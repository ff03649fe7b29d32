//! Mail sender that writes outgoing messages to the log.
//!
//! Bodies carry single-use links, so they are only logged when
//! `reveal_bodies` is set (local development).

use async_trait::async_trait;
use tracing::{debug, info};

use crate::domain::ports::{MailError, MailMessage, MailSender};

#[derive(Debug, Clone)]
pub struct LoggingMailSender {
    from: String,
    reveal_bodies: bool,
}

impl LoggingMailSender {
    pub fn new(from: impl Into<String>, reveal_bodies: bool) -> Self {
        Self {
            from: from.into(),
            reveal_bodies,
        }
    }
}

#[async_trait]
impl MailSender for LoggingMailSender {
    async fn send(&self, message: &MailMessage) -> Result<(), MailError> {
        if message.to.trim().is_empty() {
            return Err(MailError::delivery("recipient is empty"));
        }
        info!(from = %self.from, to = %message.to, subject = %message.subject, "mail sent");
        if self.reveal_bodies {
            debug!(to = %message.to, body = %message.html, "mail body");
        }
        Ok(())
    }
}

#[cfg(test)]
mod tests {
    use super::*;
    use rstest::rstest;

    fn message(to: &str) -> MailMessage {
        MailMessage {
            to: to.to_owned(),
            subject: "Verify your email".to_owned(),
            html: "<a href=\"x\">verify</a>".to_owned(),
        }
    }

    #[rstest]
    #[tokio::test]
    async fn accepts_addressed_messages() {
        let sender = LoggingMailSender::new("noreply@campsite.test", false);
        sender.send(&message("ada@example.com")).await.expect("sent");
    }

    #[rstest]
    #[tokio::test]
    async fn rejects_blank_recipients() {
        let sender = LoggingMailSender::new("noreply@campsite.test", true);
        let err = sender.send(&message("  ")).await.expect_err("no recipient");
        assert!(matches!(err, MailError::Delivery { .. }));
    }
}
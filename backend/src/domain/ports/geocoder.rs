//! Port for address lookup.

use async_trait::async_trait;

use crate::domain::Coordinates;

use super::define_port_error;

define_port_error! {
    /// Errors raised by geocoding adapters.
    pub enum GeocoderError {
        /// Transport failure or timeout.
        Transport { message: String } => "geocoder transport failed: {message}",
        /// The upstream answered with something unusable.
        InvalidResponse { message: String } => "geocoder returned an invalid response: {message}",
    }
}

#[cfg_attr(test, mockall::automock)]
#[async_trait]
pub trait Geocoder: Send + Sync {
    /// Coordinates of the best match for `address`, or `None` when nothing
    /// matched.
    async fn coordinates(&self, address: &str) -> Result<Option<Coordinates>, GeocoderError>;
}

/// Geocoder that never finds anything; used when lookups are disabled.
#[derive(Debug, Default, Clone, Copy)]
pub struct FixtureGeocoder;

#[async_trait]
impl Geocoder for FixtureGeocoder {
    async fn coordinates(&self, _address: &str) -> Result<Option<Coordinates>, GeocoderError> {
        Ok(None)
    }
}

*****

**What the task asks:** When the material above has been read, copy all of it exactly.

**Expected answer:**
repository ff03649fe7b29d32
//! Mail sender that writes outgoing messages to the log.
//!
//! Bodies carry single-use links, so they are only logged when
//! `reveal_bodies` is set (local development).

use async_trait::async_trait;
use tracing::{debug, info};

use crate::domain::ports::{MailError, MailMessage, MailSender};

#[derive(Debug, Clone)]
pub struct LoggingMailSender {
    from: String,
    reveal_bodies: bool,
}

impl LoggingMailSender {
    pub fn new(from: impl Into<String>, reveal_bodies: bool) -> Self {
        Self {
            from: from.into(),
            reveal_bodies,
        }
    }
}

#[async_trait]
impl MailSender for LoggingMailSender {
    async fn send(&self, message: &MailMessage) -> Result<(), MailError> {
        if message.to.trim().is_empty() {
            return Err(MailError::delivery("recipient is empty"));
        }
        info!(from = %self.from, to = %message.to, subject = %message.subject, "mail sent");
        if self.reveal_bodies {
            debug!(to = %message.to, body = %message.html, "mail body");
        }
        Ok(())
    }
}

#[cfg(test)]
mod tests {
    use super::*;
    use rstest::rstest;

    fn message(to: &str) -> MailMessage {
        MailMessage {
            to: to.to_owned(),
            subject: "Verify your email".to_owned(),
            html: "<a href=\"x\">verify</a>".to_owned(),
        }
    }

    #[rstest]
    #[tokio::test]
    async fn accepts_addressed_messages() {
        let sender = LoggingMailSender::new("noreply@campsite.test", false);
        sender.send(&message("ada@example.com")).await.expect("sent");
    }

    #[rstest]
    #[tokio::test]
    async fn rejects_blank_recipients() {
        let sender = LoggingMailSender::new("noreply@campsite.test", true);
        let err = sender.send(&message("  ")).await.expect_err("no recipient");
        assert!(matches!(err, MailError::Delivery { .. }));
    }
}
filename backend/src/domain/ports/geocoder.rs
//! Port for address lookup.

use async_trait::async_trait;

use crate::domain::Coordinates;

use super::define_port_error;

define_port_error! {
    /// Errors raised by geocoding adapters.
    pub enum GeocoderError {
        /// Transport failure or timeout.
        Transport { message: String } => "geocoder transport failed: {message}",
        /// The upstream answered with something unusable.
        InvalidResponse { message: String } => "geocoder returned an invalid response: {message}",
    }
}

#[cfg_attr(test, mockall::automock)]
#[async_trait]
pub trait Geocoder: Send + Sync {
    /// Coordinates of the best match for `address`, or `None` when nothing
    /// matched.
    async fn coordinates(&self, address: &str) -> Result<Option<Coordinates>, GeocoderError>;
}

/// Geocoder that never finds anything; used when lookups are disabled.
#[derive(Debug, Default, Clone, Copy)]
pub struct FixtureGeocoder;

#[async_trait]
impl Geocoder for FixtureGeocoder {
    async fn coordinates(&self, _address: &str) -> Result<Option<Coordinates>, GeocoderError> {
        Ok(None)
    }
}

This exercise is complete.